When Bose introduced the world to their new development platform at SXSW in 2019 they had a demo where festival-goers could wear a pair of Frames while walking down the main strip. The Bose AR technology allowed them to discover restaurants and bars as well as their reviews and ratings, just by looking at them and tapping on the side of the Frames.

From this demo, it’s immediately evident that while the ability to render audio spatially is impressive, what maybe even more important as far as it’s implications to product developers is the addition of head position to a voice assistant’s contextual awareness. This additional context opens up a wide array of potential new use cases for voice assistants; imagine a digital tour guide giving you a contextually aware tour of a foreign city in your native language, or a botany assistant answering your questions about the plants, flowers, and trees you encounter as your explore a nature reserve.

Now that Apple has brought spatial audio to their Airpod line they might begin to consider future Siri capabilities that could leverage the additional context of head position and directional gaze. Will Siri be able to direct our attention with spatial audio cues? Imagine navigating through an airport by following the sound of a church bell. And how long until Google answers Apple and their Pixel Buds receive a similar update? They have promised a ‘feature drop’ with an over-the-air update to their Pixel Buds in the fall, could they similarly add spatial audio support?

The additional context of geospatial and positional data as well as the ability to render audio spatially is an untapped but powerful combination to Voice product developers. Up until this point, it’s been difficult to get location data on the Google Actions or Amazon Skills platforms, and rendering audio spatially hasn’t been possible before the sensor laden hearables products we’re seeing take over the headphone market. We can begin to see both of these technologies converging though, and as we get accustomed to a world overlayed with digital information we’ll likely be introduced to these contextual geospatial experiences through the voice assistants Siri, Google Assistant and Alexa and later through extensions and applications within those ecosystems. Voice product developers should begin to anticipate the adoption of Audio AR (spatial audio and location + gaze contextual awareness) by major voice assistant platforms in the near future. To get ahead it’s a great idea to look at what can be built today, what tools are already available, and how they can begin to explore the use cases that this additional data will soon unlock.

Toolkit to help you begin building for Hearables

The majority of hearables on the market today can access the existing VPA (virtual personal assistant) and the development platforms for Google Actions and Alexa Skills. Google and Amazon both have existing location APIs.
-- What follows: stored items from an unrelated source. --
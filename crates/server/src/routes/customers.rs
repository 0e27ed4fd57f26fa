//! Customer route handlers.

use axum::{
    Json,
    extract::{Path, Query, State},
    http::StatusCode,
};
use serde::Deserialize;

use cloudcrm_core::{CustomerId, CustomerStatus, Email};

use crate::db::CustomerRepository;
use crate::error::AppError;
use crate::middleware::RequireAuth;
use crate::models::Customer;
use crate::state::AppState;

// =============================================================================
// Request Types
// =============================================================================

/// List query parameters.
#[derive(Debug, Deserialize)]
pub struct ListQuery {
    pub q: Option<String>,
    pub status: Option<String>,
}

/// Create/update request body. `PUT` replaces the whole record, so the same
/// shape serves both.
#[derive(Debug, Deserialize)]
pub struct CustomerPayload {
    pub name: String,
    pub company: Option<String>,
    pub email: String,
    pub phone: Option<String>,
    pub status: Option<String>,
}

/// Validated fields shared by create and update.
struct ValidatedCustomer {
    name: String,
    email: Email,
    status: CustomerStatus,
}

fn validate_payload(payload: &CustomerPayload) -> Result<ValidatedCustomer, AppError> {
    let name = payload.name.trim();
    if name.is_empty() {
        return Err(AppError::Validation("name is required".to_string()));
    }
    let email = Email::parse(&payload.email).map_err(|e| AppError::Validation(e.to_string()))?;
    let status = match payload.status.as_deref() {
        Some(raw) => raw.parse().map_err(AppError::Validation)?,
        None => CustomerStatus::default(),
    };
    Ok(ValidatedCustomer {
        name: name.to_string(),
        email,
        status,
    })
}

// =============================================================================
// Handlers
// =============================================================================

/// List customers, optionally filtered by search term and status.
pub async fn list(
    State(state): State<AppState>,
    RequireAuth(_current): RequireAuth,
    Query(query): Query<ListQuery>,
) -> Result<Json<Vec<Customer>>, AppError> {
    let status = query
        .status
        .as_deref()
        .map(str::parse)
        .transpose()
        .map_err(AppError::Validation)?;

    let customers = CustomerRepository::new(state.pool())
        .list(query.q.as_deref(), status)
        .await?;
    Ok(Json(customers))
}

/// Create a customer.
pub async fn create(
    State(state): State<AppState>,
    RequireAuth(_current): RequireAuth,
    Json(payload): Json<CustomerPayload>,
) -> Result<(StatusCode, Json<Customer>), AppError> {
    let valid = validate_payload(&payload)?;

    let customer = CustomerRepository::new(state.pool())
        .create(
            &valid.name,
            payload.company.as_deref().unwrap_or_default(),
            &valid.email,
            payload.phone.as_deref().unwrap_or_default(),
            valid.status,
        )
        .await?;
    Ok((StatusCode::CREATED, Json(customer)))
}

/// Fetch a single customer.
pub async fn show(
    State(state): State<AppState>,
    RequireAuth(_current): RequireAuth,
    Path(id): Path<i64>,
) -> Result<Json<Customer>, AppError> {
    let customer = CustomerRepository::new(state.pool())
        .get(CustomerId::new(id))
        .await?
        .ok_or(AppError::NotFound)?;
    Ok(Json(customer))
}

/// Replace a customer record.
pub async fn update(
    State(state): State<AppState>,
    RequireAuth(_current): RequireAuth,
    Path(id): Path<i64>,
    Json(payload): Json<CustomerPayload>,
) -> Result<Json<Customer>, AppError> {
    let valid = validate_payload(&payload)?;

    let customer = CustomerRepository::new(state.pool())
        .update(
            CustomerId::new(id),
            &valid.name,
            payload.company.as_deref().unwrap_or_default(),
            &valid.email,
            payload.phone.as_deref().unwrap_or_default(),
            valid.status,
        )
        .await?;
    Ok(Json(customer))
}

/// Delete a customer. Refused with 409 while orders still reference it.
pub async fn remove(
    State(state): State<AppState>,
    RequireAuth(_current): RequireAuth,
    Path(id): Path<i64>,
) -> Result<StatusCode, AppError> {
    CustomerRepository::new(state.pool())
        .delete(CustomerId::new(id))
        .await?;
    Ok(StatusCode::NO_CONTENT)
}
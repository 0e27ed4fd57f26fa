//! Security event repository for database operations.
//!
//! Events are append-only. Recording is best-effort through [`audit`]: a
//! failed write is logged and swallowed so the action that triggered it
//! still succeeds.

use chrono::{DateTime, Utc};
use sqlx::{QueryBuilder, SqlitePool};

use cloudcrm_core::{SecurityEventId, SecurityEventKind};

use super::{RepositoryError, like_contains};
use crate::models::SecurityEvent;

/// Most events a single list call returns.
const LIST_LIMIT: i64 = 200;

/// A security event about to be recorded.
#[derive(Debug, Clone, Copy)]
pub struct NewSecurityEvent<'a> {
    pub kind: SecurityEventKind,
    /// Email as the client supplied it, not validated.
    pub user_email: Option<&'a str>,
    pub ip: Option<&'a str>,
    pub detail: Option<&'a str>,
}

/// Internal row type for security event queries.
#[derive(Debug, sqlx::FromRow)]
struct SecurityEventRow {
    id: i64,
    kind: SecurityEventKind,
    user_email: Option<String>,
    ip: Option<String>,
    detail: Option<String>,
    created_at: DateTime<Utc>,
}

impl From<SecurityEventRow> for SecurityEvent {
    fn from(row: SecurityEventRow) -> Self {
        Self {
            id: SecurityEventId::new(row.id),
            kind: row.kind,
            user_email: row.user_email,
            ip: row.ip,
            detail: row.detail,
            created_at: row.created_at,
        }
    }
}

/// Repository for security event database operations.
pub struct SecurityEventRepository<'a> {
    pool: &'a SqlitePool,
}

impl<'a> SecurityEventRepository<'a> {
    /// Create a new security event repository.
    #[must_use]
    pub const fn new(pool: &'a SqlitePool) -> Self {
        Self { pool }
    }

    /// Append one event.
    ///
    /// # Errors
    ///
    /// Returns `RepositoryError::Database` if the insert fails.
    pub async fn record(&self, event: &NewSecurityEvent<'_>) -> Result<(), RepositoryError> {
        sqlx::query(
            "INSERT INTO security_events (kind, user_email, ip, detail, created_at) \
             VALUES (?, ?, ?, ?, ?)",
        )
        .bind(event.kind)
        .bind(event.user_email)
        .bind(event.ip)
        .bind(event.detail)
        .bind(Utc::now())
        .execute(self.pool)
        .await?;

        Ok(())
    }

    /// List events, newest first, capped at 200.
    ///
    /// `search` matches the recorded email or detail text as a
    /// case-insensitive substring.
    ///
    /// # Errors
    ///
    /// Returns `RepositoryError::Database` if the query fails.
    pub async fn list(
        &self,
        search: Option<&str>,
        kind: Option<SecurityEventKind>,
    ) -> Result<Vec<SecurityEvent>, RepositoryError> {
        let mut query = QueryBuilder::<sqlx::Sqlite>::new(
            "SELECT id, kind, user_email, ip, detail, created_at FROM security_events WHERE 1 = 1",
        );

        if let Some(term) = search.filter(|t| !t.trim().is_empty()) {
            let pattern = like_contains(term);
            query.push(" AND (LOWER(COALESCE(user_email, '')) LIKE ");
            query.push_bind(pattern.clone());
            query.push(" ESCAPE '\\' OR LOWER(COALESCE(detail, '')) LIKE ");
            query.push_bind(pattern);
            query.push(" ESCAPE '\\')");
        }
        if let Some(kind) = kind {
            query.push(" AND kind = ");
            query.push_bind(kind);
        }
        query.push(" ORDER BY created_at DESC, id DESC LIMIT ");
        query.push_bind(LIST_LIMIT);

        let rows: Vec<SecurityEventRow> = query.build_query_as().fetch_all(self.pool).await?;
        Ok(rows.into_iter().map(Into::into).collect())
    }
}

/// Record a security event, logging instead of failing on error.
pub async fn audit(pool: &SqlitePool, event: NewSecurityEvent<'_>) {
    if let Err(e) = SecurityEventRepository::new(pool).record(&event).await {
        tracing::warn!(error = %e, kind = %event.kind, "failed to record security event");
    }
}

#[cfg(test)]
#[allow(clippy::unwrap_used)]
mod tests {
    use super::super::test_pool;
    use super::*;

    #[tokio::test]
    async fn test_record_and_list_newest_first() {
        let pool = test_pool().await;
        let repo = SecurityEventRepository::new(&pool);

        repo.record(&NewSecurityEvent {
            kind: SecurityEventKind::LoginFailure,
            user_email: Some("intruder@example.com"),
            ip: Some("203.0.113.9"),
            detail: Some("wrong password"),
        })
        .await
        .unwrap();
        repo.record(&NewSecurityEvent {
            kind: SecurityEventKind::LoginSuccess,
            user_email: Some("avery@cloudcrm.example"),
            ip: Some("203.0.113.10"),
            detail: None,
        })
        .await
        .unwrap();

        let all = repo.list(None, None).await.unwrap();
        assert_eq!(all.len(), 2);
        assert_eq!(all[0].kind, SecurityEventKind::LoginSuccess);
        assert_eq!(all[1].kind, SecurityEventKind::LoginFailure);
    }

    #[tokio::test]
    async fn test_list_filters() {
        let pool = test_pool().await;
        let repo = SecurityEventRepository::new(&pool);

        repo.record(&NewSecurityEvent {
            kind: SecurityEventKind::LoginFailure,
            user_email: Some("intruder@example.com"),
            ip: None,
            detail: Some("unknown email"),
        })
        .await
        .unwrap();
        repo.record(&NewSecurityEvent {
            kind: SecurityEventKind::SettingsChanged,
            user_email: Some("avery@cloudcrm.example"),
            ip: None,
            detail: Some("store settings updated (2 keys)"),
        })
        .await
        .unwrap();

        let by_kind = repo
            .list(None, Some(SecurityEventKind::SettingsChanged))
            .await
            .unwrap();
        assert_eq!(by_kind.len(), 1);

        let by_detail = repo.list(Some("UNKNOWN"), None).await.unwrap();
        assert_eq!(by_detail.len(), 1);
        assert_eq!(by_detail[0].kind, SecurityEventKind::LoginFailure);

        let by_email = repo.list(Some("avery@"), None).await.unwrap();
        assert_eq!(by_email.len(), 1);
    }

    #[tokio::test]
    async fn test_audit_swallows_errors() {
        let pool = test_pool().await;
        // Closing the pool forces the insert to fail.
        pool.close().await;

        audit(
            &pool,
            NewSecurityEvent {
                kind: SecurityEventKind::Logout,
                user_email: None,
                ip: None,
                detail: None,
            },
        )
        .await;
    }
}
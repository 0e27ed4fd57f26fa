//! Notification route handlers for the dashboard bell menu.

use axum::{
    Json,
    extract::{Path, Query, State},
    http::StatusCode,
};
use serde::Deserialize;
use serde_json::{Value, json};

use cloudcrm_core::NotificationId;

use crate::db::NotificationRepository;
use crate::error::AppError;
use crate::middleware::RequireAuth;
use crate::models::Notification;
use crate::state::AppState;

/// List query parameters.
#[derive(Debug, Deserialize)]
pub struct ListQuery {
    pub unread: Option<String>,
}

/// List notifications, newest first. `?unread=true` narrows to unread,
/// `?unread=false` to read.
pub async fn list(
    State(state): State<AppState>,
    RequireAuth(_current): RequireAuth,
    Query(query): Query<ListQuery>,
) -> Result<Json<Vec<Notification>>, AppError> {
    let unread = match query.unread.as_deref() {
        None => None,
        Some("true") => Some(true),
        Some("false") => Some(false),
        Some(other) => {
            return Err(AppError::Validation(format!(
                "invalid unread filter: {other}"
            )));
        }
    };

    let notifications = NotificationRepository::new(state.pool()).list(unread).await?;
    Ok(Json(notifications))
}

/// Count unread notifications for the bell badge.
pub async fn unread_count(
    State(state): State<AppState>,
    RequireAuth(_current): RequireAuth,
) -> Result<Json<Value>, AppError> {
    let count = NotificationRepository::new(state.pool()).unread_count().await?;
    Ok(Json(json!({ "count": count })))
}

/// Mark one notification read. Marking twice is a no-op, not an error.
pub async fn mark_read(
    State(state): State<AppState>,
    RequireAuth(_current): RequireAuth,
    Path(id): Path<i64>,
) -> Result<StatusCode, AppError> {
    NotificationRepository::new(state.pool())
        .mark_read(NotificationId::new(id))
        .await?;
    Ok(StatusCode::NO_CONTENT)
}

/// Mark every unread notification read and report how many changed.
pub async fn mark_all_read(
    State(state): State<AppState>,
    RequireAuth(_current): RequireAuth,
) -> Result<Json<Value>, AppError> {
    let updated = NotificationRepository::new(state.pool()).mark_all_read().await?;
    Ok(Json(json!({ "updated": updated })))
}
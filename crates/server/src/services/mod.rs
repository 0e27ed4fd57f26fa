//! Business logic services for the CRM API.
//!
//! # Services
//!
//! - `auth` - Operator login, password changes, account creation
//! - `backup` - JSON snapshots of the business tables and their restore

pub mod auth;
pub mod backup;

pub use auth::{AuthError, AuthService};
pub use backup::{BackupService, RestoreSummary};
There are also some great resources from Google and Mozilla to help you begin exploring and experimenting with spatial audio today.

Google Assistant Actions

For the developers of Google Actions (Google’s platform for voice products), the location API can provide a user’s longitude and latitude, currently, Google requires the voice assistant to make an explicit request to the user for permission or mark your action as requiring location.Alexa Skills

Alexa Skills

Amazon has location services with a requirement for similar user permissions and constraints. They are a bit farther along in allowing for universal location access when permissions have been granted but with significant protections for privacy.

Google Resonance SDK

Google’s opensource library Resonance Audio enables the real-time rendering of spatial audio to popular gaming development platforms as well as iOS, Android, and Web.

Mozilla Web Audio API

The Web Audio API provides a powerful and versatile system for controlling audio on the Web, allowing developers to choose audio sources, add effects to audio, create audio visualizations, apply spatial effects (such as panning) and much more.